Come visto precedentemente il burnout non si manifesta quasi mai in modo improvviso, ma è il risultato di un processo graduale che si sviluppa nel tempo. Se vi è un intervento tempestivo con un'adeguata assistenza medica o psicologica, si evita di innescare una situazione più difficile da gestire. La risoluzione del burnout prevede un approccio integrato a livello organizzativo, sociale e individuale.
Dal punto di vista organizzativo è necessaria un’analisi basata sugli stili di management, il funzionamento dei gruppi lavoro e le caratteristiche del clima relazionale. Per quanto riguarda il piano sociale, gli interventi dovrebbero essere indirizzati verso un rafforzamento del sostegno sociale e della coesione di gruppo, poiché i due elementi insieme svolgono un ruolo fondamentale nella prevenzione del disagio. A livello individuale una prima linea di prevenzione richiede una revisione dei sistemi di reclutamento e inserimento lavorativo, basata su un’accurata analisi delle motivazioni e caratteristiche personali. Una volta inserita nell’organizzazione, dovrebbero essere predisposti una supervisione al potenziamento delle risorse personali e un programma di assistenza in grado di sviluppare motivazione, autostima e competenza.

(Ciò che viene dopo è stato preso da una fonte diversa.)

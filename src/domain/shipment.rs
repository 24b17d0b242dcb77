use chrono::{DateTime, NaiveDate, Utc};
use serde::{Deserialize, Serialize};

use super::error::{Result, TradeOpsError};

/// Normalization schema version stamped on every canonical shipment.
pub const NORMALIZATION_VERSION: &str = "1.0";

/// Direction of a customs declaration relative to the trade country.
#[derive(Debug, Clone, Copy, PartialEq, Eq, Hash, Serialize, Deserialize)]
#[serde(rename_all = "UPPERCASE")]
pub enum TradeType {
    Import,
    Export,
}

impl TradeType {
    pub fn as_str(&self) -> &'static str {
        match self {
            TradeType::Import => "IMPORT",
            TradeType::Export => "EXPORT",
        }
    }

    pub fn parse(s: &str) -> Result<Self> {
        match s.trim().to_uppercase().as_str() {
            "IMPORT" => Ok(TradeType::Import),
            "EXPORT" => Ok(TradeType::Export),
            other => Err(TradeOpsError::Validation(format!(
                "trade type must be IMPORT or EXPORT, got '{other}'"
            ))),
        }
    }
}

/// Declared pricing basis of a shipment.
#[derive(Debug, Clone, Copy, PartialEq, Eq, Serialize, Deserialize)]
#[serde(rename_all = "UPPERCASE")]
pub enum Incoterm {
    Fob,
    Cif,
}

impl Incoterm {
    pub fn as_str(&self) -> &'static str {
        match self {
            Incoterm::Fob => "FOB",
            Incoterm::Cif => "CIF",
        }
    }
}

/// Outcome of quantity standardization to metric tonnes.
#[derive(Debug, Clone, Copy, PartialEq, Eq, Serialize, Deserialize)]
#[serde(rename_all = "SCREAMING_SNAKE_CASE")]
pub enum UnitStatus {
    Ok,
    AssumedKg,
    AssumedMt,
    AssumedBagWeight,
    Unresolvable,
    Missing,
}

/// Which raw field (or derivation) the USD total came from.
///
/// The upper-case variants are the extraction ladder rungs; the lower-case
/// variants record a derivation applied on top of the extracted value.
#[derive(Debug, Clone, Copy, PartialEq, Eq, Serialize, Deserialize)]
pub enum PriceSource {
    #[serde(rename = "FOB_USD")]
    FobUsd,
    #[serde(rename = "TOTAL_ASSESS_USD")]
    TotalAssessUsd,
    #[serde(rename = "STD_UNIT_PRICE_x_QTY")]
    StdUnitPriceTimesQty,
    #[serde(rename = "UNIT_PRICE_x_QTY")]
    UnitPriceTimesQty,
    #[serde(rename = "FOB_INR_converted")]
    FobInrConverted,
    #[serde(rename = "ITEM_RATE_INR_converted")]
    ItemRateInrConverted,
    #[serde(rename = "TOTAL_ASSESSABLE_VALUE_INR_converted")]
    AssessableValueInrConverted,
    #[serde(rename = "derived_from_cif")]
    DerivedFromCif,
    #[serde(rename = "assumed_unknown_basis")]
    AssumedUnknownBasis,
    #[serde(rename = "MISSING")]
    Missing,
}

/// Price plausibility flag; the IPC filters on `Normal`.
#[derive(Debug, Clone, Copy, PartialEq, Eq, Serialize, Deserialize)]
#[serde(rename_all = "SCREAMING_SNAKE_CASE")]
pub enum PriceStatus {
    Normal,
    Missing,
    SuspectLow,
    SuspectHigh,
}

/// Structured quality attributes parsed from the product description.
#[derive(Debug, Clone, PartialEq, Serialize, Deserialize)]
pub struct QualityEstimate {
    /// Inferred quality grade label
    pub grade: String,

    /// Confidence in the grade, 0.0 to 1.0
    pub confidence: f64,

    /// Detection signals that fired during parsing
    pub signals_used: Vec<String>,

    /// Human-readable summary of extracted attributes
    pub details: String,
}

impl QualityEstimate {
    pub fn unknown() -> Self {
        Self {
            grade: "Unknown".to_string(),
            confidence: 0.0,
            signals_used: Vec::new(),
            details: "No description".to_string(),
        }
    }

    pub fn standard() -> Self {
        Self {
            grade: "Standard".to_string(),
            confidence: 0.3,
            signals_used: Vec::new(),
            details: String::new(),
        }
    }
}

/// The invariant carrier of the whole system: one customs line item,
/// normalized to FOB USD pricing, metric tonnes, and the Hectar commodity
/// taxonomy. Produced exactly once from a raw record and immutable after.
#[derive(Debug, Clone, Serialize, Deserialize)]
pub struct CanonicalShipment {
    /// Unique within source scope; declaration number joined with item number
    pub record_id: String,

    #[serde(skip_serializing_if = "Option::is_none")]
    pub declaration_no: Option<String>,

    /// Opaque auxiliary reference carried through from upstream; uniqueness
    /// is not guaranteed
    #[serde(skip_serializing_if = "Option::is_none")]
    pub bill_no: Option<String>,

    /// Required for any time-windowed analytic
    #[serde(skip_serializing_if = "Option::is_none")]
    pub trade_date: Option<NaiveDate>,

    pub trade_type: TradeType,

    /// Upper-cased country whose customs regime produced the record
    pub trade_country: String,

    #[serde(skip_serializing_if = "Option::is_none")]
    pub consignee: Option<String>,
    #[serde(skip_serializing_if = "Option::is_none")]
    pub consignor: Option<String>,

    #[serde(skip_serializing_if = "Option::is_none")]
    pub origin_country: Option<String>,
    #[serde(skip_serializing_if = "Option::is_none")]
    pub origin_port: Option<String>,
    #[serde(skip_serializing_if = "Option::is_none")]
    pub destination_country: Option<String>,
    #[serde(skip_serializing_if = "Option::is_none")]
    pub destination_port: Option<String>,

    /// Digit string, zero-padded back to even length
    pub hs_code: String,
    #[serde(skip_serializing_if = "Option::is_none")]
    pub hs_code_2: Option<String>,
    #[serde(skip_serializing_if = "Option::is_none")]
    pub hs_code_4: Option<String>,

    /// Taxonomy key; None when the HS code is unclassified
    #[serde(skip_serializing_if = "Option::is_none")]
    pub hct_id: Option<String>,
    pub hct_name: String,
    pub hct_group: String,

    pub product_description: String,

    /// Metric tonnes; None when unit status is MISSING or UNRESOLVABLE
    #[serde(skip_serializing_if = "Option::is_none")]
    pub quantity_mt: Option<f64>,
    #[serde(skip_serializing_if = "Option::is_none")]
    pub quantity_original: Option<f64>,
    #[serde(skip_serializing_if = "Option::is_none")]
    pub unit_original: Option<String>,
    pub unit_status: UnitStatus,

    #[serde(skip_serializing_if = "Option::is_none")]
    pub fob_usd_total: Option<f64>,
    #[serde(skip_serializing_if = "Option::is_none")]
    pub fob_usd_per_mt: Option<f64>,

    pub declared_incoterm: Incoterm,
    pub price_source: PriceSource,
    pub price_status: PriceStatus,

    #[serde(skip_serializing_if = "Option::is_none")]
    pub currency_original: Option<String>,

    pub quality_estimate: QualityEstimate,

    /// Audit trail of the FOB derivation, when a CIF price was decomposed
    #[serde(skip_serializing_if = "Option::is_none")]
    pub freight_deducted: Option<f64>,
    #[serde(skip_serializing_if = "Option::is_none")]
    pub insurance_deducted: Option<f64>,
    #[serde(skip_serializing_if = "Option::is_none")]
    pub port_charges_deducted: Option<f64>,

    pub normalized_at: DateTime<Utc>,
    pub normalization_version: String,
}

impl CanonicalShipment {
    /// Check the schema invariants that every emitted shipment must satisfy.
    pub fn validate(&self) -> Result<()> {
        if let (Some(total), Some(qty), Some(per_mt)) =
            (self.fob_usd_total, self.quantity_mt, self.fob_usd_per_mt)
        {
            if qty > 0.0 && (per_mt - total / qty).abs() >= 1e-6 {
                return Err(TradeOpsError::Validation(format!(
                    "fob_usd_per_mt {} inconsistent with total {} / qty {}",
                    per_mt, total, qty
                )));
            }
        }

        if self.fob_usd_per_mt.is_none()
            && (self.fob_usd_total.is_some() && self.quantity_mt.is_some())
        {
            let qty = self.quantity_mt.unwrap_or(0.0);
            if qty > 0.0 {
                return Err(TradeOpsError::Validation(
                    "fob_usd_per_mt missing despite known total and quantity".to_string(),
                ));
            }
        }

        if let Some(per_mt) = self.fob_usd_per_mt {
            let expected = if per_mt < 10.0 {
                PriceStatus::SuspectLow
            } else if per_mt > 50_000.0 {
                PriceStatus::SuspectHigh
            } else {
                PriceStatus::Normal
            };
            // A zero total still reads as MISSING even with a per-MT value
            if self.price_status != expected && self.price_status != PriceStatus::Missing {
                return Err(TradeOpsError::Validation(format!(
                    "price_status {:?} inconsistent with per-MT price {}",
                    self.price_status, per_mt
                )));
            }
        }

        Ok(())
    }

    /// Parse the leading ISO date out of an upstream date string, which may
    /// carry a time suffix ("2025-03-10T00:00:00Z").
    pub fn parse_trade_date(raw: &str) -> Option<NaiveDate> {
        let prefix = raw.get(..10)?;
        NaiveDate::parse_from_str(prefix, "%Y-%m-%d").ok()
    }
}
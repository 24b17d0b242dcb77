//! The configured harvest job catalog and the priority corridors watched by
//! the signal feed and the arbitrage scanner.

use once_cell::sync::Lazy;
use serde::Serialize;

use crate::domain::{HarvestJob, TradeType};

/// A (commodity, origin group, port pair) route watched for flow and basis
/// signals.
#[derive(Debug, Clone, Serialize)]
pub struct Corridor {
    pub name: &'static str,
    /// HCT identifier of the commodity moving on this corridor
    pub commodity: &'static str,
    pub origins: Vec<&'static str>,
    pub origin_port: &'static str,
    pub dest_port: &'static str,
}

static HARVEST_JOBS: Lazy<Vec<HarvestJob>> = Lazy::new(|| {
    vec![
        HarvestJob::new("rcn_india_imports", TradeType::Import, "INDIA", vec![801], 30, 1)
            .with_origins(&["IVORY COAST", "GHANA", "TANZANIA", "GUINEA BISSAU", "BENIN"]),
        HarvestJob::new("rcn_vietnam_imports", TradeType::Import, "VIETNAM", vec![801], 30, 1)
            .with_origins(&["IVORY COAST", "GHANA", "NIGERIA", "TANZANIA"]),
        HarvestJob::new("kernel_india_exports", TradeType::Export, "INDIA", vec![801], 30, 1),
        HarvestJob::new("kernel_vietnam_exports", TradeType::Export, "VIETNAM", vec![801], 30, 2),
        HarvestJob::new("sesame_india_exports", TradeType::Export, "INDIA", vec![1207], 30, 1),
        HarvestJob::new("sesame_nigeria_exports", TradeType::Export, "NIGERIA", vec![1207], 45, 1)
            .with_destinations(&["CHINA", "JAPAN", "TURKEY"]),
        HarvestJob::new("sesame_ethiopia_exports", TradeType::Export, "ETHIOPIA", vec![1207], 45, 2),
        HarvestJob::new("rice_india_exports", TradeType::Export, "INDIA", vec![1006], 30, 1)
            .with_destinations(&["NIGERIA", "BENIN", "SENEGAL", "IVORY COAST", "GHANA"]),
        HarvestJob::new("soybean_nigeria_exports", TradeType::Export, "NIGERIA", vec![1201], 45, 2),
        HarvestJob::new("cocoa_india_imports", TradeType::Import, "INDIA", vec![1801], 60, 2)
            .with_origins(&["IVORY COAST", "GHANA", "NIGERIA"]),
    ]
});

static PRIORITY_CORRIDORS: Lazy<Vec<Corridor>> = Lazy::new(|| {
    vec![
        Corridor {
            name: "West Africa RCN → India",
            commodity: "HCT-0801-RCN-INSHELL",
            origins: vec!["IVORY COAST", "GHANA", "BENIN", "GUINEA BISSAU"],
            origin_port: "ABIDJAN",
            dest_port: "TUTICORIN",
        },
        Corridor {
            name: "East Africa RCN → India",
            commodity: "HCT-0801-RCN-INSHELL",
            origins: vec!["TANZANIA", "MOZAMBIQUE"],
            origin_port: "DAR ES SALAAM",
            dest_port: "TUTICORIN",
        },
        Corridor {
            name: "West Africa RCN → Vietnam",
            commodity: "HCT-0801-RCN-INSHELL",
            origins: vec!["IVORY COAST", "GHANA"],
            origin_port: "ABIDJAN",
            dest_port: "HO CHI MINH",
        },
        Corridor {
            name: "Nigeria Sesame → China",
            commodity: "HCT-1207-SESAME",
            origins: vec!["NIGERIA"],
            origin_port: "LAGOS",
            dest_port: "TIANJIN",
        },
        Corridor {
            name: "Ethiopia Sesame → Asia",
            commodity: "HCT-1207-SESAME",
            origins: vec!["ETHIOPIA", "SUDAN"],
            origin_port: "DJIBOUTI",
            dest_port: "KANDLA",
        },
        Corridor {
            name: "India Rice → West Africa",
            commodity: "HCT-1006-RICE-NONBASMATI",
            origins: vec!["INDIA"],
            origin_port: "KAKINADA",
            dest_port: "LAGOS",
        },
        Corridor {
            name: "Nigeria Soybean → Asia",
            commodity: "HCT-1201-SOYBEAN",
            origins: vec!["NIGERIA"],
            origin_port: "LAGOS",
            dest_port: "QINGDAO",
        },
    ]
});

/// The configured harvest job catalog.
pub fn harvest_jobs() -> &'static [HarvestJob] {
    &HARVEST_JOBS
}

/// Corridors watched for flow-velocity and basis signals.
pub fn priority_corridors() -> &'static [Corridor] {
    &PRIORITY_CORRIDORS
}

#[cfg(test)]
mod tests {
    use super::*;

    #[test]
    fn test_job_names_unique() {
        let mut names: Vec<_> = harvest_jobs().iter().map(|j| j.name.as_str()).collect();
        let before = names.len();
        names.sort();
        names.dedup();
        assert_eq!(names.len(), before);
    }

    #[test]
    fn test_corridor_commodities_exist_in_taxonomy() {
        for corridor in priority_corridors() {
            assert!(
                crate::reference::taxonomy::entry_by_id(corridor.commodity).is_some(),
                "corridor {} references unknown commodity {}",
                corridor.name,
                corridor.commodity
            );
        }
    }

    #[test]
    fn test_priority_one_jobs_include_india_fast_path() {
        let india_p1 = harvest_jobs()
            .iter()
            .filter(|j| j.priority == 1 && j.trade_country == "INDIA")
            .count();
        assert!(india_p1 >= 2);
    }
}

La sindrome da burnout è indubbiamente una situazione di forte disagio per il soggetto e può comportare diverse conseguenze nella vita quotidiana dell'azienda. Gli effetti negativi del burnout si ripercuotono a livello personale in manifestazioni quali la somatizzazione, la dispersione di energie e la svalutazione delle proprie capacità; a livello interpersonale viene coinvolta anche l'utenza, a cui viene offerto un servizio non adeguato mentre a livello organizzativo viene compromessa la qualità della prestazione, associata a assenteismo, turnover, assenze per malattia e abbandono lavorativo.
Inizialmente, la sindrome del burnout è stata correlata alle professioni sanitarie e assistenziali che prevedono un contatto con le persone o con mansioni di difesa, di sicurezza pubblica e di gestione delle emergenze. In realtà il burnout può interessare ogni operatore che è in contatto con le persone, in cui esistano forti condizioni stressanti e di coinvolgimento emotivo. Numerose ricerche hanno dimostrato come in alcuni ambiti professionali si verifichi una prevalenza della manifestazione della sindrome, questi sono: area medica della salute mentale e fisica, area dei servizi sociali, area dei servizi pubblici e ambiente detentivo.
L’intervento psicoterapeutico appare lo strumento migliore per migliorare la prognosi del burnout, poiché tiene conto della complessità della patologia e della specificità del soggetto. Il percorso psicoterapeutico è finalizzato a fornire al paziente informazioni chiare sul proprio disturbo per aiutarlo a gestire la sintomatologia. L'obiettivo in tale situazione è quello di favorire un recupero della consapevolezza rispetto alle emozioni che si stanno vivendo, ai processi in cui si è inseriti ed ai processi che si vogliono attivare. Tutto ciò consente di riconoscere i propri bisogni prendendosene cura, ripristinare le funzioni principali e di avere maggiore potere sulle dinamiche del contesto lavorativo in cui si opera affinché emerga una diversa competenza e nuove risorse nella gestione dello stesso contesto.